Toymaker looks to business process solution to cut costs, improve customer service

Austin, TX  June 21, 2002  When Hasbro implemented business process improvement software from Lombardi, the toymaker was looking to cut costs, but the solution wound up helping the company improve customer service as well.

Hasbro has used Lombardi's TeamWorks solution to improve a process between one of the company's international offices and its suppliers. The process, which involves responding to requests for commitment dates for Hasbro products, was clear-cut, but it involved significant resources within Hasbro, making it a good target for improvement.
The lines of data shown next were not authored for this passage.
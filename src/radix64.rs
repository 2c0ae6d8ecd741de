//! Radix-64 bit codec.
//!
//! Converts between strings of binary digits, hexadecimal digits and the
//! 64-symbol alphabet used in configuration tokens. Every symbol carries six
//! bits; padding is always added at the most-significant (front) end.

use anyhow::{Result, bail};
use lazy_static::lazy_static;

/// Symbol values 0..63, in order. The ordering is part of the wire format.
pub const DIGITS: &str = "0123456789abcdefghijklmnopqrstuvwxyzABCDEFGHIJKLMNOPQRSTUVWXYZ-_";

const BITS_PER_SYMBOL: usize = 6;
const BITS_PER_HEX: usize = 4;

lazy_static! {
    static ref SYMBOLS: Vec<char> = DIGITS.chars().collect();
    // Reverse lookup for ASCII; anything else is not a symbol.
    static ref SYMBOL_VALUES: [Option<u8>; 128] = {
        let mut table = [None; 128];
        for (value, ch) in DIGITS.chars().enumerate() {
            table[ch as usize] = Some(value as u8);
        }
        table
    };
}

fn symbol_value(ch: char) -> Option<u8> {
    SYMBOL_VALUES.get(ch as usize).copied().flatten()
}

/// Left-pads `s` with `'0'` up to the next multiple of `n`.
fn pad_zero(s: &str, n: usize) -> String {
    let missing = (n - s.len() % n) % n;
    let mut padded = String::with_capacity(s.len() + missing);
    padded.extend(std::iter::repeat('0').take(missing));
    padded.push_str(s);
    padded
}

/// Keeps the last `target_len` characters of an ASCII string when it is longer.
fn keep_last(s: String, target_len: Option<usize>) -> String {
    match target_len {
        Some(len) if len < s.len() => s[s.len() - len..].to_string(),
        _ => s,
    }
}

/// True iff every character is an alphabet symbol. Vacuously true for `""`.
pub fn is_valid_symbol_string(s: &str) -> bool {
    s.chars().all(|ch| symbol_value(ch).is_some())
}

pub fn bin_to_alphabet(bits: &str) -> Result<String> {
    if let Some((pos, ch)) = bits.char_indices().find(|&(_, c)| c != '0' && c != '1') {
        bail!("Character '{}' at pos {} is not a binary digit.", ch, pos);
    }
    let padded = pad_zero(bits, BITS_PER_SYMBOL);
    let encoded = padded
        .as_bytes()
        .chunks(BITS_PER_SYMBOL)
        .map(|group| {
            let value = group.iter().fold(0usize, |acc, &b| (acc << 1) | usize::from(b == b'1'));
            SYMBOLS[value]
        })
        .collect();
    Ok(encoded)
}

/// Decodes symbols into `6 * s.len()` bits, then keeps only the last
/// `target_len` bits if that is shorter.
pub fn alphabet_to_bin(s: &str, target_len: Option<usize>) -> Result<String> {
    let mut bits = String::with_capacity(s.len() * BITS_PER_SYMBOL);
    for (pos, ch) in s.chars().enumerate() {
        match symbol_value(ch) {
            Some(value) => bits.push_str(&format!("{:06b}", value)),
            None => bail!("Character '{}' at pos {} is not a radix-64 symbol.", ch, pos),
        }
    }
    Ok(keep_last(bits, target_len))
}

pub fn hex_to_alphabet(s: &str) -> Result<String> {
    let mut bits = String::with_capacity(s.len() * BITS_PER_HEX);
    for (pos, ch) in s.chars().enumerate() {
        match ch.to_digit(16) {
            Some(value) => bits.push_str(&format!("{:04b}", value)),
            None => bail!("Character '{}' at pos {} is not a hexadecimal digit.", ch, pos),
        }
    }
    bin_to_alphabet(&bits)
}

pub fn alphabet_to_hex(s: &str, target_len: Option<usize>) -> Result<String> {
    let bits = pad_zero(&alphabet_to_bin(s, None)?, BITS_PER_HEX);
    let hex = bits
        .as_bytes()
        .chunks(BITS_PER_HEX)
        .map(|group| {
            let value = group.iter().fold(0u32, |acc, &b| (acc << 1) | u32::from(b == b'1'));
            // value < 16 by construction
            std::char::from_digit(value, 16).unwrap_or('0')
        })
        .collect();
    Ok(keep_last(hex, target_len))
}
In the past, when a customer inquired about any product, the inquiry was manually entered into Hasbro's operations system, printed and faxed to the product supplier, with a requested commitment date for the product. The supplier reviewed the faxed inquiry, adding any necessary notes to the document, then faxed the document back to Hasbro. A Hasbro employee then manually entered the commitment date into the operations system.

"This process involved a lot of manual effort," said Tom Watts, vice president of implementations at Hasbro. "Faxes, phone calls, emails, signature approvals, paper filing, tracking  these manual steps were incurring non-value added costs."
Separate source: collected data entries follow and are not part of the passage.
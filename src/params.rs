//! Page URL handling: bare URL vs. query, query pairs, and percent escapes
//! compatible with `encodeURIComponent`/`decodeURIComponent`.

use std::collections::HashMap;

pub type ParamMap = HashMap<String, String>;

/// Query key holding a compact configuration token.
pub const TOKEN_KEY: &str = "cfg";

const UNRESERVED_MARKS: &[u8] = b"-_.!~*'()";

/// Splits at the last `?`. Returns the URL without parameters and the query.
pub fn split_url(url: &str) -> (&str, &str) {
    match url.rfind('?') {
        Some(pos) => (&url[..pos], &url[pos + 1..]),
        None => (url, ""),
    }
}

pub fn parse_query(query: &str) -> ParamMap {
    let mut params = ParamMap::new();
    if query.is_empty() {
        return params;
    }
    for pair in query.split('&') {
        // without '=' the whole pair is the value of an empty key
        let (key, value) = pair.split_once('=').unwrap_or(("", pair));
        params.insert(
            decode_component(key).trim().to_string(),
            decode_component(value).trim().to_string(),
        );
    }
    params
}

fn hex_value(b: u8) -> Option<u8> {
    (b as char).to_digit(16).map(|v| v as u8)
}

/// Percent-decodes `s`. Malformed escapes are left as written; if the decoded
/// bytes are not UTF-8 the input comes back unchanged.
pub fn decode_component(s: &str) -> String {
    let bytes = s.as_bytes();
    let mut out = Vec::with_capacity(bytes.len());
    let mut i = 0;
    while i < bytes.len() {
        if bytes[i] == b'%' && i + 2 < bytes.len() {
            if let (Some(hi), Some(lo)) = (hex_value(bytes[i + 1]), hex_value(bytes[i + 2])) {
                out.push(hi << 4 | lo);
                i += 3;
                continue;
            }
        }
        out.push(bytes[i]);
        i += 1;
    }
    String::from_utf8(out).unwrap_or_else(|_| s.to_string())
}

pub fn encode_component(s: &str) -> String {
    let mut out = String::with_capacity(s.len());
    for &b in s.as_bytes() {
        if b.is_ascii_alphanumeric() || UNRESERVED_MARKS.contains(&b) {
            out.push(b as char);
        } else {
            out.push_str(&format!("%{:02X}", b));
        }
    }
    out
}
With TeamWorks, the solution automatically sends all inquiries to a Hasbro planner for review. If the inquiry is not reviewed in a specified period of time, it is sent automatically to the product supplier to avoid bottlenecks. Once the supplier receives the inquiry electronically, the supplier responds to Hasbro. If the supplier does not respond within a specified period of time, a notification is sent back to Hasbro and the inquiry is flagged as "overdue." Once the inquiry is sent back to Hasbro, a series of business rules then determines if this inquiry is an exception or whether it can be automatically updated in Hasbro's operations system.

For those inquiries that are exceptions, TeamWorks sends an electronic "process coach" to the appropriate Hasbro resources. This process coach gives Hasbro employees critical information and electronically walks them through each step necessary to resolve the exceptions quickly.
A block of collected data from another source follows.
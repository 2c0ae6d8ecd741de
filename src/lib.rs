// This is src/lib.rs
use wasm_bindgen::prelude::*;
use js_sys::Map as JsMap;
use log::LevelFilter;
use serde::Serialize;

pub mod config;
pub mod logging;
pub mod params;
pub mod radix64;
pub mod session;

pub use config::{GridsConfig, ParseOutcome, StatesField, StatesMatrix};
pub use params::ParamMap;
pub use session::{GridSession, PageOutcome, resolve_location};

use config::{MAX_COUNT, MAX_SIZE, MIN_COUNT, MIN_SIZE};

#[wasm_bindgen(start)]
pub fn start() {
    #[cfg(feature = "console_error_panic_hook")]
    console_error_panic_hook::set_once();
    logging::init(LevelFilter::Info);
}

fn js_error(context: &str, e: impl std::fmt::Display) -> JsValue {
    JsValue::from_str(&format!("{}: {}", context, e))
}

// flattened structs go through serialize_map; JS callers expect plain objects
fn to_js<T: Serialize>(value: &T) -> Result<JsValue, JsValue> {
    let serializer = serde_wasm_bindgen::Serializer::new().serialize_maps_as_objects(true);
    value.serialize(&serializer).map_err(|e| js_error("Failed to serialize", e))
}

#[derive(Serialize)]
#[serde(rename_all = "camelCase")]
struct Limits {
    min_count: i64,
    max_count: i64,
    min_size: i64,
    max_size: i64,
}

/// Bounds for the settings form inputs.
#[wasm_bindgen]
pub fn limits() -> Result<JsValue, JsValue> {
    to_js(&Limits { min_count: MIN_COUNT, max_count: MAX_COUNT, min_size: MIN_SIZE, max_size: MAX_SIZE })
}

#[wasm_bindgen(js_name = setLogLevel)]
pub fn set_log_level(level: &str) -> Result<(), JsValue> {
    let level = logging::parse_level(level).map_err(|e| js_error("Log level error", e))?;
    logging::init(level);
    Ok(())
}

#[wasm_bindgen(js_name = isValidSymbolString)]
pub fn is_valid_symbol_string(s: &str) -> bool {
    radix64::is_valid_symbol_string(s)
}

#[wasm_bindgen(js_name = binToAlphabet)]
pub fn bin_to_alphabet(bits: &str) -> Result<String, JsValue> {
    radix64::bin_to_alphabet(bits).map_err(|e| js_error("Binary Encoding Error", e))
}

#[wasm_bindgen(js_name = alphabetToBin)]
pub fn alphabet_to_bin(s: &str, target_len: Option<u32>) -> Result<String, JsValue> {
    radix64::alphabet_to_bin(s, target_len.map(|n| n as usize)).map_err(|e| js_error("Radix-64 Decoding Error", e))
}

#[wasm_bindgen(js_name = hexToAlphabet)]
pub fn hex_to_alphabet(s: &str) -> Result<String, JsValue> {
    radix64::hex_to_alphabet(s).map_err(|e| js_error("Hex Encoding Error", e))
}

#[wasm_bindgen(js_name = alphabetToHex)]
pub fn alphabet_to_hex(s: &str, target_len: Option<u32>) -> Result<String, JsValue> {
    radix64::alphabet_to_hex(s, target_len.map(|n| n as usize)).map_err(|e| js_error("Radix-64 Decoding Error", e))
}

/// Decodes a compact token. The result may be invalid; check `isValid`, and
/// `parseError` for why parsing stopped.
#[wasm_bindgen(js_name = decodeToken)]
pub fn decode_token(token: &str) -> Result<JsValue, JsValue> {
    to_js(&ConfigView::from(GridsConfig::from_token(token)))
}

/// Decodes a map of query parameters (`cfg` wins over named parameters).
#[wasm_bindgen(js_name = decodeParams)]
pub fn decode_params(map: &JsMap) -> Result<JsValue, JsValue> {
    let mut params = ParamMap::new();
    map.for_each(&mut |value, key| {
        if let (Some(key), Some(value)) = (key.as_string(), value.as_string()) {
            params.insert(key, value);
        }
    });
    let outcome = match params.get(params::TOKEN_KEY) {
        Some(token) => GridsConfig::from_token(token),
        None => GridsConfig::from_map(&params),
    };
    to_js(&ConfigView::from(outcome))
}

#[wasm_bindgen(js_name = resolveLocation)]
pub fn resolve_location_js(url: &str) -> Result<JsValue, JsValue> {
    to_js(&resolve_location(url))
}

/// A decoded configuration together with its verdicts.
#[derive(Serialize)]
#[serde(rename_all = "camelCase")]
struct ConfigView {
    #[serde(flatten)]
    config: GridsConfig,
    is_valid: bool,
    is_default: bool,
    #[serde(skip_serializing_if = "Option::is_none")]
    parse_error: Option<String>,
}

impl From<ParseOutcome> for ConfigView {
    fn from(outcome: ParseOutcome) -> Self {
        let (config, parse_error) = match outcome {
            ParseOutcome::Parsed(config) => (config, None),
            ParseOutcome::Failed { partial, reason } => (partial, Some(reason)),
        };
        ConfigView { is_valid: config.is_valid(), is_default: config.is_default(), config, parse_error }
    }
}

fn open_session(config: GridsConfig) -> Result<GridSession, JsValue> {
    GridSession::new(config).map_err(|e| js_error("Session Error", e))
}

#[wasm_bindgen]
pub struct MosaicSession {
    inner: GridSession,
}

#[wasm_bindgen]
impl MosaicSession {
    /// Session over the default grid.
    #[wasm_bindgen(constructor)]
    pub fn new() -> MosaicSession {
        MosaicSession { inner: GridSession::default() }
    }

    #[wasm_bindgen(js_name = fromToken)]
    pub fn from_token(token: &str) -> Result<MosaicSession, JsValue> {
        let config = match GridsConfig::from_token(token) {
            ParseOutcome::Parsed(config) => config,
            ParseOutcome::Failed { reason, .. } => return Err(js_error("Token Decoding Error", reason)),
        };
        Ok(MosaicSession { inner: open_session(config)? })
    }

    /// Session for a page URL. Fails when the URL should redirect or is invalid;
    /// call `resolveLocation` first to tell those apart.
    #[wasm_bindgen(js_name = fromLocation)]
    pub fn from_location(url: &str) -> Result<MosaicSession, JsValue> {
        match resolve_location(url) {
            PageOutcome::Render { config } => Ok(MosaicSession { inner: open_session(config)? }),
            PageOutcome::Redirect { url } => Err(js_error("Location Error", format!("redirect to {}", url))),
            PageOutcome::Invalid { .. } => Err(js_error("Location Error", "invalid configuration")),
        }
    }

    #[wasm_bindgen(getter)]
    pub fn count(&self) -> u32 {
        self.inner.config().count as u32
    }

    #[wasm_bindgen(getter)]
    pub fn size(&self) -> u32 {
        self.inner.config().size as u32
    }

    #[wasm_bindgen(getter, js_name = foreColor)]
    pub fn fore_color(&self) -> String {
        self.inner.config().fore_color.clone()
    }

    #[wasm_bindgen(getter, js_name = backColor)]
    pub fn back_color(&self) -> String {
        self.inner.config().back_color.clone()
    }

    #[wasm_bindgen(getter)]
    pub fn inverse(&self) -> bool {
        self.inner.config().inverse
    }

    #[wasm_bindgen(getter, js_name = isDefault)]
    pub fn is_default(&self) -> bool {
        self.inner.config().is_default()
    }

    #[wasm_bindgen(js_name = cellState)]
    pub fn cell_state(&self, row: u32, col: u32) -> Result<bool, JsValue> {
        self.inner
            .config()
            .states
            .get(row as usize, col as usize)
            .ok_or_else(|| js_error("Cell Error", format!("({}, {}) is outside the grid", row, col)))
    }

    #[wasm_bindgen(js_name = cellColor)]
    pub fn cell_color(&self, row: u32, col: u32) -> Result<String, JsValue> {
        self.inner.cell_color(row as usize, col as usize).map(str::to_string).map_err(|e| js_error("Cell Error", e))
    }

    pub fn toggle(&mut self, row: u32, col: u32) -> Result<bool, JsValue> {
        self.inner.toggle(row as usize, col as usize).map_err(|e| js_error("Cell Error", e))
    }

    #[wasm_bindgen(js_name = setCell)]
    pub fn set_cell(&mut self, row: u32, col: u32, on: bool) -> Result<(), JsValue> {
        self.inner.set_cell(row as usize, col as usize, on).map_err(|e| js_error("Cell Error", e))
    }

    #[wasm_bindgen(js_name = invertAll)]
    pub fn invert_all(&mut self) {
        self.inner.invert_all();
    }

    #[wasm_bindgen(js_name = useDefault)]
    pub fn use_default(&mut self) {
        self.inner.use_default();
    }

    #[wasm_bindgen(js_name = allForeground)]
    pub fn all_foreground(&mut self) {
        self.inner.all_foreground();
    }

    #[wasm_bindgen(js_name = allBackground)]
    pub fn all_background(&mut self) {
        self.inner.all_background();
    }

    #[wasm_bindgen(js_name = toToken)]
    pub fn to_token(&self) -> Result<String, JsValue> {
        self.inner.config().to_token().map_err(|e| js_error("Token Encoding Error", e))
    }

    #[wasm_bindgen(js_name = shareUrl)]
    pub fn share_url(&self, bare_url: &str) -> Result<String, JsValue> {
        self.inner.share_url(bare_url).map_err(|e| js_error("Share Error", e))
    }

    pub fn config(&self) -> Result<JsValue, JsValue> {
        to_js(self.inner.config())
    }

    #[wasm_bindgen(js_name = toJson)]
    pub fn to_json(&self) -> Result<String, JsValue> {
        serde_json::to_string(self.inner.config()).map_err(|e| js_error("JSON Error", e))
    }
}

impl Default for MosaicSession {
    fn default() -> Self {
        Self::new()
    }
}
"TeamWorks has allowed us to streamline our process through a combination of enhanced partner collaboration and a high level of automation in the process," Watts said. "It has reduced overall costs for Hasbro and our suppliers, as well as improved our customer service through the elimination of unnecessary printing, faxing and phone calls. Our employees are now brought into the process only when an exception to our business rules is detected."

Added Doug Schwinn, chief information officer of Hasbro: "We are looking for creative ways to operate more efficiently across the entire company. TeamWorks gives us the ability to measure and improve our business processes through a set of Hasbro-defined metrics in order to identify process gaps and reduce bottlenecks."

Hasbro has identified several other process opportunities within the company, including customer delivery scheduling, supplier document management and shipping information flow.